Premature Ovarian Insufficiency Determined by X Chromosome Anomalies
Keywords:
premature ovarian insufficiency, Turner syndrome , X chromosome abnormalities, numerical anomalies, structural anomalies, mosaicism, growth retardationAbstract
Background: Premature ovarian insufficiency (POI) is a condition defined by loss of ovarian activity before the age of 40 years, accompanied by menopausal symptoms. It is marked by amenorrhea or oligomenorrhea, absence of ovulation, elevated gonadotropins, and low estradiol levels. POI can be classified into spontaneous non-iatrogenic and iatrogenic forms. The prevalence of non-iatrogenic POI in the population ranges from 1% to 3.5%. The X chromosome’s Numerical and structural abnormalities are key etiological factors.
Objective: To determine the clinical peculiarities and types of POI caused by X chromosome anomalies.
Material and Methods: The study included 26 patients aged 16 to 24 with non-iatrogenic spontaneous POI. Of these, 12 patients were diagnosed with numerical or structural abnormalities of the X chromosome based on clinical, laboratory, and instrumental studies. In some cases, x-chromosome abnormalities were detected using G-banding in peripheral blood lymphocyte cultures; fluorescence in situ hybridization (FISH) and molecular cytogenetic methods were employed.

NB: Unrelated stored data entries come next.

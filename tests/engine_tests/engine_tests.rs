//! Tests for Engine
//!
//! These tests verify:
//! - Single-key write/stat/read_at/delete
//! - Last-used stamping on reads
//! - Crash recovery from the WAL
//! - Transaction commits (atomic batch + snapshot)
//! - Limits and LRU eviction
//! - WAL checkpointing
//! - Concurrent access patterns

use std::sync::Arc;
use std::thread;
use std::time::Duration;

use burrowkv::config::{Config, Limits, WalSyncStrategy};
use burrowkv::engine::Engine;
use burrowkv::transaction::{ReaderState, StagedKey, Transaction};
use burrowkv::BurrowError;
use tempfile::TempDir;

// =============================================================================
// Helper Functions
// =============================================================================

fn setup_temp_config(temp_dir: &TempDir) -> Config {
    Config::builder()
        .data_dir(temp_dir.path())
        .wal_sync_strategy(WalSyncStrategy::EveryWrite) // Sync every write for test reliability
        .build()
}

fn setup_temp_engine() -> (TempDir, Engine) {
    let temp_dir = TempDir::new().unwrap();
    let engine = Engine::open(setup_temp_config(&temp_dir)).unwrap();
    (temp_dir, engine)
}

fn read_all(engine: &Engine, key: &[u8]) -> Vec<u8> {
    let size = engine.stat(key).unwrap().size as usize;
    let mut buf = vec![0u8; size];
    let n = engine.read_at(key, &mut buf, 0).unwrap();
    buf.truncate(n);
    buf
}

fn staged_write(key: &str, value: &str) -> StagedKey {
    StagedKey {
        key: key.as_bytes().to_vec(),
        write: Some(value.as_bytes().to_vec()),
    }
}

// =============================================================================
// Basic Operations Tests
// =============================================================================

#[test]
fn test_engine_open_creates_directories() {
    let (temp_dir, engine) = setup_temp_engine();

    assert!(temp_dir.path().join("snapshots").is_dir());
    assert_eq!(engine.snapshot_dir(), temp_dir.path().join("snapshots"));
    assert_eq!(engine.wal_path(), temp_dir.path().join("wal.log"));
}

#[test]
fn test_engine_write_stat_read() {
    let (_temp, engine) = setup_temp_engine();

    assert_eq!(engine.write(b"key", b"hello").unwrap(), 5);

    assert_eq!(engine.stat(b"key").unwrap().size, 5);
    assert_eq!(read_all(&engine, b"key"), b"hello");
}

#[test]
fn test_engine_read_at_offset() {
    let (_temp, engine) = setup_temp_engine();
    engine.write(b"key", b"0123456789").unwrap();

    let mut buf = [0u8; 4];
    assert_eq!(engine.read_at(b"key", &mut buf, 8).unwrap(), 2);
    assert_eq!(&buf[..2], b"89");
    assert_eq!(engine.read_at(b"key", &mut buf, 10).unwrap(), 0);
}

#[test]
fn test_engine_read_missing_key() {
    let (_temp, engine) = setup_temp_engine();
    let mut buf = [0u8; 4];

    assert!(matches!(
        engine.read_at(b"missing", &mut buf, 0),
        Err(BurrowError::KeyNotFound)
    ));
}

#[test]
fn test_engine_read_refreshes_last_used() {
    let (_temp, engine) = setup_temp_engine();
    engine.write(b"key", b"v").unwrap();
    let before = engine.stat(b"key").unwrap().last_used;

    thread::sleep(Duration::from_millis(5));
    let mut buf = [0u8; 1];
    engine.read_at(b"key", &mut buf, 0).unwrap();

    assert!(engine.stat(b"key").unwrap().last_used > before);
}

#[test]
fn test_engine_delete_returns_stat() {
    let (_temp, engine) = setup_temp_engine();
    engine.write(b"key", b"abc").unwrap();

    let stat = engine.delete(b"key").unwrap().unwrap();

    assert_eq!(stat.size, 3);
    assert!(engine.stat(b"key").is_none());
    assert!(engine.delete(b"key").unwrap().is_none());
}

#[test]
fn test_engine_list_items() {
    let (_temp, engine) = setup_temp_engine();
    engine.write(b"a/1", b"x").unwrap();
    engine.write(b"a/2", b"yy").unwrap();
    engine.write(b"b/1", b"z").unwrap();

    let items = engine.list_items(b"a/");

    assert_eq!(items.len(), 2);
    assert_eq!(items[1].key, b"a/2");
    assert_eq!(items[1].stat.size, 2);
}

// =============================================================================
// Recovery Tests
// =============================================================================

#[test]
fn test_engine_recovery_from_wal() {
    let temp_dir = TempDir::new().unwrap();
    {
        let engine = Engine::open(setup_temp_config(&temp_dir)).unwrap();
        engine.write(b"kept", b"value").unwrap();
        engine.write(b"removed", b"value").unwrap();
        engine.delete(b"removed").unwrap();
        engine.close().unwrap();
    }

    let engine = Engine::open(setup_temp_config(&temp_dir)).unwrap();

    assert_eq!(read_all(&engine, b"kept"), b"value");
    assert!(engine.stat(b"removed").is_none());
    assert_eq!(engine.entry_count(), 1);
}

#[test]
fn test_engine_recovery_preserves_last_used() {
    let temp_dir = TempDir::new().unwrap();
    let before = {
        let engine = Engine::open(setup_temp_config(&temp_dir)).unwrap();
        engine.write(b"key", b"value").unwrap();
        engine.stat(b"key").unwrap().last_used
    };

    thread::sleep(Duration::from_millis(5));
    let engine = Engine::open(setup_temp_config(&temp_dir)).unwrap();

    assert_eq!(engine.stat(b"key").unwrap().last_used, before);
}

Results: Among the 26 patients with non-iatrogenic spontaneous POI, four were diagnosed with Turner syndrome. These patients exhibited severe growth retardation, somatic anomalies typical of Turner syndrome, and sexual development according to Tanner’s scheme (Ma0PaAx0Me0), including markedly elevated gonadotropins and decreased estradiol levels, By US – streak gonads and uterus, without follicles. Two patients were identified with a 45, X karyotype, while another had a 46, X, i(Xq) karyotype. Additionally, a mosaic karyotype with a 45, X cell line was detected in 5 patients (4 with 45, X/46, XX and 1 with 45, X/47, XXX). Structural abnormalities of the X chromosome, specifically deletions, were found in 2 patients. Patients with mosaicism and structural abnormalities of the X chromosome exhibited mild growth retardation and premature ovarian failure, which was characterized by primary amenorrhea, hypergonadotropinemia, and a significantly reduced number of antral follicles. Only one patient with a 45, X /47, XXX mosaic karyotype experienced secondary amenorrhea and spontaneous puberty. One patient with tetrasomy X (karyotype 48, XXXX) and POI presented with tall stature, mental retardation, secondary amenorrhea, hypergonadotropinemia, and a few follicles in the ovaries. To initiate puberty, all patients were treated with monotherapy using natural estrogen analogs, followed by replacement therapy with estrogen-gestagens until the age of natural menopause.
Conclusion:
• For all patients with non-iatrogenic premature ovarian insufficiency, despite the absence of subjective signs of estrogen deficiency and the characteristic signs of Turner’s syndrome, karyotyping is recommended.
• Oocyte donation is the optimal method to achieve fertility in patients with premature ovarian insufficiency and numerical and structural anomalies of the X chromosome.
• In patients with X chromosome anomalies at an early stage of diagnosis of chromosomal anomalies and in cases of an acceptable number of ovarian follicles, cryopreservation of reproductive materials may be considered with the using genetic testing of the embryo.